During this period of wakefulness between the first and second sleeps, evidence abounds that people did either what was necessary - chopped wood, prepared food, prayed and such - or what was enjoyable - read, talked with bedfellows, had sex and so on. According to Ekirch, the surprising point in his discoveries is not that this practice seems to have been almost entirely forgotten in the post-industrialised world, but that it was such a commonality - references abounding in plain sight - in the first place. In England, prior to, and even during, the early phases of the Industrial Revolution, records of first and second sleeps are abundant and exist without any attention being drawn to their being in any way unusual. That’s because, according to Ekirch, they weren’t. In 1840, Charles Dickens dropped a ‘casual’ mention into Barnaby Rudge,
“He knew this, even in the horror with which he started from his first sleep, and threw up the window…”
Ekirch opens his 2001 paper, Sleep We Have Lost: Pre-industrial Slumber in the British Isles, (out of which his book, At Day’s Close: Night in Times Past was developed), with journal notes made by the Scottish novelist Robert Louis Stevenson. These notes, written about his time spent camping and hiking through the Cévennes in France in 1878, describe with great poetry what he calls “the stirring hour” and “...this nightly resurrection” - that interval between sleeps which, even by Stevenson’s time, was largely a thing forgotten to history. It is a poignant opening to a piece of research that ‘rediscovered’ a practice which, to your ancestors, would almost certainly have been the norm.

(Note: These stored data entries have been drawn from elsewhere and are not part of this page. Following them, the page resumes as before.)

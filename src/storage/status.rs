use chrono::NaiveDateTime;
use serde::{Deserialize, Serialize};
use std::path::PathBuf;
use std::sync::{Arc, Mutex, MutexGuard};
use tracing::{debug, error, warn};

use crate::storage::atomic::{self, PersistError};
use crate::storage::timefmt;

/// Persisted state of the single background job
#[derive(Debug, Clone, PartialEq, Serialize, Deserialize)]
#[serde(default)]
pub struct JobStatus {
    /// Whether a job is executing right now
    pub running: bool,

    /// When the last job was started
    #[serde(with = "timefmt::option")]
    pub started_at: Option<NaiveDateTime>,

    /// Cycle budget of the last job (0 = unbounded)
    pub cycles: u32,

    /// Duration budget of the last job in hours
    pub hours: Option<f64>,

    /// Set by a stop request, observed by the worker once per cycle
    pub stop_requested: bool,
}

impl Default for JobStatus {
    fn default() -> Self {
        Self {
            running: false,
            started_at: None,
            cycles: 0,
            hours: None,
            stop_requested: false,
        }
    }
}

/// File-backed job status. Missing or corrupt files are replaced by defaults.
#[derive(Debug, Clone)]
pub struct StatusStore {
    path: PathBuf,
}

impl StatusStore {
    pub fn new(path: impl Into<PathBuf>) -> Self {
        Self { path: path.into() }
    }

    #[cfg(test)]
    pub fn path(&self) -> &std::path::Path {
        &self.path
    }

    /// Load the status, creating the file with defaults on first access.
    pub fn load(&self) -> JobStatus {
        match atomic::read_json::<JobStatus>(&self.path) {
            Ok(Some(mut status)) => {
                if !status.running && status.stop_requested {
                    debug!("Clearing stale stop request on idle status");
                    status.stop_requested = false;
                }
                status
            }
            Ok(None) => {
                debug!("No status file at {}, creating default", self.path.display());
                let status = JobStatus::default();
                self.save_logged(&status);
                status
            }
            Err(e) => {
                warn!("Resetting unreadable status file: {}", e);
                let status = JobStatus::default();
                self.save_logged(&status);
                status
            }
        }
    }

    pub fn save(&self, status: &JobStatus) -> Result<(), PersistError> {
        atomic::write_json(&self.path, status)
    }

    fn save_logged(&self, status: &JobStatus) {
        if let Err(e) = self.save(status) {
            error!("Failed to write status file: {}", e);
        }
    }
}

/// Process-wide guarded access to the status file. Every read-modify-write
/// happens under one lock so concurrent control requests and the worker never
/// lose an update.
#[derive(Debug, Clone)]
pub struct StatusHandle {
    store: Arc<Mutex<StatusStore>>,
}

impl StatusHandle {
    pub fn new(store: StatusStore) -> Self {
        Self {
            store: Arc::new(Mutex::new(store)),
        }
    }

    fn lock(&self) -> MutexGuard<'_, StatusStore> {
        // Poison is ignored: the file is only ever replaced whole
        self.store.lock().unwrap_or_else(|poisoned| poisoned.into_inner())
    }

    pub fn read(&self) -> JobStatus {
        self.lock().load()
    }

    /// Load, let `f` inspect and mutate, then persist if `f` says so.
    /// `f` returns `(value, changed)`. A change that cannot be written is an
    /// error and `value` is discarded.
    pub fn update<R>(&self, f: impl FnOnce(&mut JobStatus) -> (R, bool)) -> Result<R, PersistError> {
        let store = self.lock();
        let mut status = store.load();
        let (result, changed) = f(&mut status);
        if changed {
            store.save(&status)?;
        }
        Ok(result)
    }
}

Robert Louis Stevenson takes his 'first sleep' in Cevannes
WHY did we sleep twice?
There have been suggestions that bi-phasal sleep became lodged in western Europe because of the requirements of early Christianity - monkish orders rising during the darkened hours to recite verses and pray - and that this embedded itself in European Catholicism which, in turn, promoted the same such nightly devotions from all strata of society. According to Ekirch, this can’t be the root of segmented sleep, because the very practice not only predates early Christianity, it existed across the world in areas which were, until relatively recently, untouched by Christian missionaries and religious conquistadors. Just why we took two sleeps at night is a complex question, linked perhaps to the dangers our ancestors (and not even to distant ones at that) faced by sleeping through the night - from predators to criminals. Night could be, it must be remembered, a terrifying time for all, dense as it might have been with frightful superstitions, religious paranoia, and the very real criminals that moved unseen. The night time was literally and metaphorically a time when the disreputable elements of life emerged:
“Associations with night before the 17th Century were not good," he says. The night was a place populated by people of disrepute - criminals, prostitutes and drunks.” (Kolovsky, Craig.)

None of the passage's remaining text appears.